Inositol-requiring enzyme 1 alpha is essential for dentinogenesis

QIAN XU¹Tian Liang¹Jiahe Li¹Suzhen Wang¹Hua Zhang¹Julie Hollien²Takao Iwawaki³Chunlin Qin¹Yongbo Lu^1*

• ¹Texas A&M University College of Dentistry, Dallas, United States
• ²The University of Utah School of Biological Sciences, Salt Lake City, United States
• ³Kanazawa Medical University, Ishikawa, Japan

Inositol-requiring enzyme 1 alpha (IRE1α) is the most conserved sensor of endoplasmic reticulum (ER) stress. IRE1α-initiated signaling pathways contribute to the functional maturation of secretory cells and have been implicated in various human diseases. In this study, we have used a multi-pronged approach and examined the roles of IRE1α in odontoblast development and dentin formation in wild-type mice as well as in DsppP19L mutant mice, which express a pathogenic variant of dentin sialophosphoprotein (P19L-DSPP) and exhibit a dentinogenesis imperfecta (DGI)-like phenotype. We find that the immunostaining signals for phosphorylated IRE1α and total X-box binding protein 1 (XBP1) are dramatically increased in the odontoblasts and other dental pulp cells of DsppP19L/+ and DsppP19L/P19L mice, in comparison with Dspp+/+ control mice. Consistently, there is a small increase in spliced XBP1S protein and Xbp1s mRNA levels in the P19L-DSPP mutant mice. Moreover, loss of IRE1α function reduces dentin formation in wild-type mice and exacerbates the dental defects in the P19L-DSPP mutant mice.
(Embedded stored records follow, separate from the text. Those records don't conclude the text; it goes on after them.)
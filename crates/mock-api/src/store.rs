//! In-memory campaign store.
//!
//! Rows sit behind a single `RwLock`: reads share the lock, create/pause/resume/reset
//! serialise on it. Listing order is insertion order.
//!
//! Audit entries carry a monotonically increasing sequence number; only the most
//! recent `audit_capacity` entries are retained.

use crate::models::{AuditAction, AuditLogEntry};
use chrono::Utc;
use dashmap::DashMap;
use parking_lot::RwLock;
use pilot_core::types::{Campaign, CampaignStatus};
use std::collections::HashMap;
use std::sync::atomic::{AtomicU64, Ordering};
use tracing::info;
use uuid::Uuid;

const DEFAULT_AUDIT_CAPACITY: u64 = 10_000;

#[derive(Default)]
struct CampaignTable {
    rows: Vec<Campaign>,
    /// campaign_id -> position in `rows`
    index: HashMap<String, usize>,
}

/// Thread-safe store for campaigns and the audit log.
pub struct CampaignStore {
    table: RwLock<CampaignTable>,
    audit_log: DashMap<u64, AuditLogEntry>,
    audit_seq: AtomicU64,
    audit_capacity: u64,
}

impl CampaignStore {
    pub fn new() -> Self {
        Self::with_audit_capacity(DEFAULT_AUDIT_CAPACITY)
    }

    pub fn with_audit_capacity(audit_capacity: u64) -> Self {
        info!(audit_capacity, "Campaign store initialized (in-memory)");
        Self {
            table: RwLock::new(CampaignTable::default()),
            audit_log: DashMap::new(),
            audit_seq: AtomicU64::new(0),
            audit_capacity: audit_capacity.max(1),
        }
    }

    // ─── Campaigns ─────────────────────────────────────────────────────────

    /// Insert a new campaign. Returns `false` and leaves the store untouched
    /// if the id is already taken.
    pub fn insert(&self, campaign: Campaign, actor: &str) -> bool {
        let id = campaign.campaign_id.clone();
        {
            let mut table = self.table.write();
            if table.index.contains_key(&id) {
                return false;
            }
            let position = table.rows.len();
            table.index.insert(id.clone(), position);
            table.rows.push(campaign.clone());
        }
        self.log_audit(
            actor,
            AuditAction::Create,
            "campaign",
            &id,
            serde_json::json!({
                "product_id": campaign.product_id,
                "name": campaign.campaign_name,
                "budget": campaign.budget,
            }),
        );
        true
    }

    pub fn get(&self, id: &str) -> Option<Campaign> {
        let table = self.table.read();
        table.index.get(id).map(|&i| table.rows[i].clone())
    }

    pub fn list(&self) -> Vec<Campaign> {
        self.table.read().rows.clone()
    }

    pub fn len(&self) -> usize {
        self.table.read().rows.len()
    }

    pub fn is_empty(&self) -> bool {
        self.len() == 0
    }

    /// Set the status of a campaign. Setting the status it already has is
    /// not an error.
    pub fn set_status(&self, id: &str, status: CampaignStatus, actor: &str) -> Option<Campaign> {
        let updated = {
            let mut table = self.table.write();
            let position = *table.index.get(id)?;
            let row = &mut table.rows[position];
            row.status = status;
            row.clone()
        };
        let action = match status {
            CampaignStatus::Paused => AuditAction::Pause,
            CampaignStatus::Active => AuditAction::Resume,
        };
        self.log_audit(actor, action, "campaign", id, serde_json::json!({ "status": status }));
        Some(updated)
    }

    /// Drop every campaign. Returns how many were removed.
    pub fn clear(&self, actor: &str) -> usize {
        let removed = {
            let mut table = self.table.write();
            let removed = table.rows.len();
            table.rows.clear();
            table.index.clear();
            removed
        };
        self.log_audit(actor, AuditAction::Reset, "campaign", "*", serde_json::json!({ "removed": removed }));
        removed
    }

    // ─── Audit Log ─────────────────────────────────────────────────────────

    pub fn audit_log(&self) -> Vec<AuditLogEntry> {
        let mut entries: Vec<AuditLogEntry> = self.audit_log.iter().map(|r| r.value().clone()).collect();
        entries.sort_by(|a, b| b.seq.cmp(&a.seq));
        entries
    }

    fn log_audit(&self, actor: &str, action: AuditAction, resource_type: &str, resource_id: &str, details: serde_json::Value) {
        let seq = self.audit_seq.fetch_add(1, Ordering::Relaxed);
        let entry = AuditLogEntry {
            id: Uuid::new_v4(),
            seq,
            actor: actor.to_string(),
            action,
            resource_type: resource_type.to_string(),
            resource_id: resource_id.to_string(),
            details,
            timestamp: Utc::now(),
        };
        self.audit_log.insert(seq, entry);
        if seq >= self.audit_capacity {
            self.audit_log.remove(&(seq - self.audit_capacity));
        }
    }
}

impl Default for CampaignStore {
    fn default() -> Self {
        Self::new()
    }
}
Notably, IRE1α deficiency does not restore the Dspp mRNA levels in the mutant mice but normalizes the increased thickness of the dental pulp chamber floor dentin. These findings underscore the essential role of IRE1α in odontoblast function and dentinogenesis. Moreover, they reveal a context-dependent pathogenic role of IRE1α, providing new insights into ER stress in dental tissue development and disease.